Numerous studies and publications have shown the benefits of automating window coverings and, in particular, it is well known that automated window coverings can greatly improve the energy efficiency of commercial buildings by reducing heating and cooling loads. These benefits can also extend to residential applications with the added benefits of enhanced security and convenience. The benefits of daylighting control, whereby daylight is harvested and augmented by artificial lighting when necessary are also known. However, the benefits of daylighting control systems have been shown to be highly dependent upon the efficacy of an automated window covering system that works in tandem with the daylighting control system.
Despite numerous designs and strategies that have been introduced at points in time over many decades, automated window coverings have not been implemented and installed in quantities that are commensurate with the perceived benefits of automated window coverings. This is due in large part to the limitations and relative high cost of existing, known prior art automated window covering designs. As an example, typically prior art automated window covering designs that provide the required robustness of design and functionality to achieve benefits are too expensive. The high cost of such automated window covering designs mean that they are unlikely to be implemented, due to the fact that a reasonable payback period cannot be achieved.
In general, there are two recognized types of window coverings: (i) roll shades (also known as rollershades), whereby a fabric is rolled around a motorized tube that when activated causes the fabric to ascend or descend covering a certain portion of the window completely; and (ii) slat based window covering devices, such as shutters and venetian blinds where actuation of an installed motor causes tilting of the slats to a particular desired angle. Some venetian systems may be motorized to achieve a lift function of the entire blind as well.
Rollershades are frequently considered less desirable for sunlight control or daylight harvesting than slat based window covering devices. Unlike slat based window coverings the transmissivity of the window cannot be evenly altered from 0 to 100% over the entire window surface when a rollershade is installed as a window covering. An installed rollershade renders a segment of the window, from top to bottom, opaque or virtually opaque (depending on the material from which the rollershade is formed). A rollershade that renders a segment of the window opaque has the result of creating 0% transmissivity for the covered portion of the window that is rendered opaque or virtually opaque, whereas the remainder of the window that is uncovered, and therefore not rendered opaque, remains in a state that is untreated and that has the result of 100% transmissivity.
The variance of transmissivity levels in a window that is covered partially by a rollershade can create an undesirable situation. For example, a rollershade that covers the upper portion of a window and therefore renders the upper portion of the window opaque or virtually opaque may leave a bottom portion, or segment, of the window uncovered and therefore the bottom portion may not be opaque. The result may be that full sunlight streams unimpeded through the bottom portion of a window despite the fact that the rollershade has been dropped to cover the majority of the window. This can lead to undesirable solar heat gains occurring through the uncovered portion of the window. Such a window covering may further cause a loss of opportunity for daylight harvesting through the covered portion of the window.
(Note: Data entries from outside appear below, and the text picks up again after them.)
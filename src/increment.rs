//! Time-stepped input arrays
//!
//! A [`DataIncrement`] is one time step of one variable: a dimension-labeled
//! `f64` array, its timestamp, and optional per-element weights.

use chrono::NaiveDateTime;
use ndarray::ArrayD;

use crate::error::{Error, Result};

/// One time step of a gridded variable
///
/// Increments are immutable once built; the engine borrows them for the
/// duration of a single update and keeps no reference afterwards.
///
/// # Example
///
/// ```
/// use chrono::NaiveDate;
/// use ndarray::{ArrayD, IxDyn};
/// use onepass::DataIncrement;
///
/// let timestamp = NaiveDate::from_ymd_opt(2020, 1, 1)
///     .unwrap()
///     .and_hms_opt(0, 0, 0)
///     .unwrap();
/// let values = ArrayD::from_shape_vec(IxDyn(&[2, 3]), vec![0.0; 6]).unwrap();
///
/// let increment = DataIncrement::with_dims("tas", values, timestamp, ["lat", "lon"]).unwrap();
/// assert_eq!(increment.dims(), &["lat", "lon"]);
/// ```
#[derive(Clone, Debug, PartialEq)]
pub struct DataIncrement {
    variable: String,
    dims: Vec<String>,
    values: ArrayD<f64>,
    timestamp: NaiveDateTime,
    weights: Option<ArrayD<f64>>,
}

impl DataIncrement {
    /// Build an increment with positional dimension names (`dim_0`, `dim_1`, ...)
    pub fn new(variable: impl Into<String>, values: ArrayD<f64>, timestamp: NaiveDateTime) -> Self {
        let dims = (0..values.ndim()).map(|axis| format!("dim_{}", axis)).collect();
        Self {
            variable: variable.into(),
            dims,
            values,
            timestamp,
            weights: None,
        }
    }

    /// Build an increment with one name per axis
    pub fn with_dims<I, S>(
        variable: impl Into<String>,
        values: ArrayD<f64>,
        timestamp: NaiveDateTime,
        dims: I,
    ) -> Result<Self>
    where
        I: IntoIterator<Item = S>,
        S: Into<String>,
    {
        let dims: Vec<String> = dims.into_iter().map(Into::into).collect();
        if dims.len() != values.ndim() {
            return Err(Error::InvalidConfig(format!(
                "{} dimension names given for a {}-dimensional array",
                dims.len(),
                values.ndim()
            )));
        }
        Ok(Self {
            variable: variable.into(),
            dims,
            values,
            timestamp,
            weights: None,
        })
    }

    /// Attach per-element weights; the weight array must match the value shape
    pub fn with_weights(mut self, weights: ArrayD<f64>) -> Result<Self> {
        if weights.shape() != self.values.shape() {
            return Err(Error::ShapeMismatch {
                expected: self.values.shape().to_vec(),
                found: weights.shape().to_vec(),
            });
        }
        self.weights = Some(weights);
        Ok(self)
    }

    pub fn variable(&self) -> &str {
        &self.variable
    }

    pub fn dims(&self) -> &[String] {
        &self.dims
    }

    pub fn values(&self) -> &ArrayD<f64> {
        &self.values
    }

    pub fn timestamp(&self) -> NaiveDateTime {
        self.timestamp
    }

    pub fn weights(&self) -> Option<&ArrayD<f64>> {
        self.weights.as_ref()
    }

    pub fn shape(&self) -> &[usize] {
        self.values.shape()
    }
}

#[cfg(test)]
mod tests {
    use super::*;
    use chrono::NaiveDate;
    use ndarray::IxDyn;

    fn noon() -> NaiveDateTime {
        NaiveDate::from_ymd_opt(2021, 6, 1)
            .unwrap()
            .and_hms_opt(12, 0, 0)
            .unwrap()
    }

    #[test]
    fn test_positional_dims() {
        let values = ArrayD::zeros(IxDyn(&[2, 2, 3]));
        let increment = DataIncrement::new("pr", values, noon());
        assert_eq!(increment.dims(), &["dim_0", "dim_1", "dim_2"]);
        assert_eq!(increment.shape(), &[2, 2, 3]);
        assert!(increment.weights().is_none());
    }

    #[test]
    fn test_dim_count_must_match() {
        let values = ArrayD::zeros(IxDyn(&[2, 3]));
        let result = DataIncrement::with_dims("pr", values, noon(), ["lat"]);
        assert!(matches!(result, Err(Error::InvalidConfig(_))));
    }

    #[test]
    fn test_weight_shape_must_match() {
        let values = ArrayD::zeros(IxDyn(&[2, 3]));
        let weights = ArrayD::ones(IxDyn(&[3, 2]));
        let result = DataIncrement::new("pr", values, noon()).with_weights(weights);
        assert!(matches!(result, Err(Error::ShapeMismatch { .. })));
    }
}
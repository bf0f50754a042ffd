use chrono::NaiveDateTime;
use ndarray::ArrayD;
use serde::{Deserialize, Serialize};

use crate::bits;

#[derive(Clone, Copy, Debug, PartialEq, Eq, Serialize, Deserialize)]
#[serde(rename_all = "snake_case")]
pub(crate) enum Polarity {
    Min,
    Max,
}

/// Per-element running extreme and the time step it was seen at
///
/// NaN marks a cell that has not yet seen a finite value. Ties keep the
/// earliest timing.
#[derive(Clone, Debug, PartialEq, Serialize, Deserialize)]
pub(crate) struct ExtremeState {
    polarity: Polarity,
    #[serde(with = "bits::f64_vec")]
    values: Vec<f64>,
    timings: Vec<Option<NaiveDateTime>>,
}

impl ExtremeState {
    pub fn new(polarity: Polarity) -> Self {
        Self {
            polarity,
            values: Vec::new(),
            timings: Vec::new(),
        }
    }

    pub fn init(&mut self, len: usize) {
        self.values = vec![f64::NAN; len];
        self.timings = vec![None; len];
    }

    pub fn update(&mut self, values: &ArrayD<f64>, timestamp: NaiveDateTime) {
        let polarity = self.polarity;
        for ((current, timing), &v) in self.values.iter_mut().zip(self.timings.iter_mut()).zip(values.iter()) {
            if !v.is_finite() {
                continue;
            }
            let replace = current.is_nan()
                || match polarity {
                    Polarity::Min => v < *current,
                    Polarity::Max => v > *current,
                };
            if replace {
                *current = v;
                *timing = Some(timestamp);
            }
        }
    }

    pub fn finalize(&self) -> (Vec<f64>, Vec<Option<NaiveDateTime>>) {
        (self.values.clone(), self.timings.clone())
    }
}
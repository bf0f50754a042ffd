//! Temporal bucketing
//!
//! Maps timestamps onto accumulation periods ("buckets") of a statistic
//! frequency and onto output periods, under a Gregorian or noleap calendar.
//!
//! # Example
//!
//! ```
//! use chrono::{Datelike, NaiveDate, Weekday};
//! use onepass::buckets::{Calendar, Frequency};
//!
//! let ts = NaiveDate::from_ymd_opt(2024, 2, 15).unwrap().and_hms_opt(6, 0, 0).unwrap();
//!
//! let (start, end) = Frequency::Monthly.bounds(ts, Calendar::Gregorian).unwrap();
//! assert_eq!((end - start).num_days(), 29);
//!
//! let (monday, _) = Frequency::Weekly.bounds(ts, Calendar::Gregorian).unwrap();
//! assert_eq!(monday.weekday(), Weekday::Mon);
//! ```

mod bucket;
mod calendar;
mod frequency;
mod manager;

pub use bucket::{Bucket, BucketState};
pub use calendar::Calendar;
pub use frequency::Frequency;
pub use manager::{FrequencyConfig, FrequencyManager, Placement};
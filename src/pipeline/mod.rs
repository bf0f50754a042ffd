//! Pipeline orchestration
//!
//! A [`Pipeline`] runs one (variable, statistic kind) stream through its
//! lifecycle:
//!
//! ```text
//! Idle ──first increment──▶ Accumulating ──final step──▶ Flushing ──▶ Accumulating
//!                              ▲
//! Resuming ──next increment────┘
//! ```
//!
//! - an increment at or before the cursor within the current bucket is
//!   skipped as already seen; one before the current bucket is `OutOfOrder`
//! - an increment past the active bucket's end flushes that bucket as
//!   incomplete before opening the next one
//! - batched output holds results until the output period containing the
//!   bucket start closes; rolling output emits provisional results at each
//!   output boundary inside a bucket
//!
//! The [`Engine`] owns one pipeline per configured pair, applies bias
//! correction and drives checkpointing.

mod engine;
mod stream;

pub use engine::Engine;
pub use stream::{Pipeline, PipelineState};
Slat based window covering devices, such as shutters and venetian blinds, may provide significantly increased flexibility for controlling the admittance of light more evenly over the entire window surface that rollershades.
Tilt only slat based systems may also provide a significantly simpler position control algorithm. Some complex tilt and lift systems for slat based blinds or shutters may contain dual motorization and control packages to perform the two disparate tasks of tilting and lifting. The lift function of such systems may add a significant cost to the system, and this cost may not be justified as it may not be commensurate with any payback or return on the investment in the installation of a tilt and lift system that is realized through the reduction of a building's energy consumption due to the installation of such a system.
Simpler control systems may contain no position feedback information. Such systems may rely solely on a user to time the energization of a motor until the desired slat rotation position is achieved. More complex control systems may utilize rotary encoders utilizing optical interrupters and opto-couplers. A significant drawback of such prior art systems is that they typically require calibration in situ, as well as periodic recalibration. Such systems may also suffer from drift.
Prior art systems may experience a loss of positional information during a power outage. Such prior art systems may require either battery backup, non-volatile memory, or recalibration upon powerup. Typically such systems may remain powered on constantly.
For example, prior art automated window covering systems, such as that described in U.S. Pat. No. 7,417,397, attempt to implement complex control algorithms that determine a roll shade position based on the time of year, geographical location, and orientation. Such systems are complex, and are often too expensive for home automation.
There are further drawbacks to prior art automated window covering systems which also attribute to the lack of widespread installation of such systems. One such drawback is that the efficacy of prior art automated window covering systems can be easily defeated. For example, prior art automated window covering systems may be defeated by reflected sunlight which is very common in high density urban centres.
Another drawback of prior art automated window covering systems is that although designs that are less expensive may be appealing from a price perspective, such designs frequently have limited functionality. The limited functionality of the prior art automated window covering systems has the result that such systems are deemed to be unsuitable for commercial operations. This is a significant drawback in that the bulk of the perceived benefits from the installation of automated window covering systems are considered to be in installation of such systems for commercial operations.
What is needed is an improved apparatus and system which addresses at least some of these limitations in the prior art.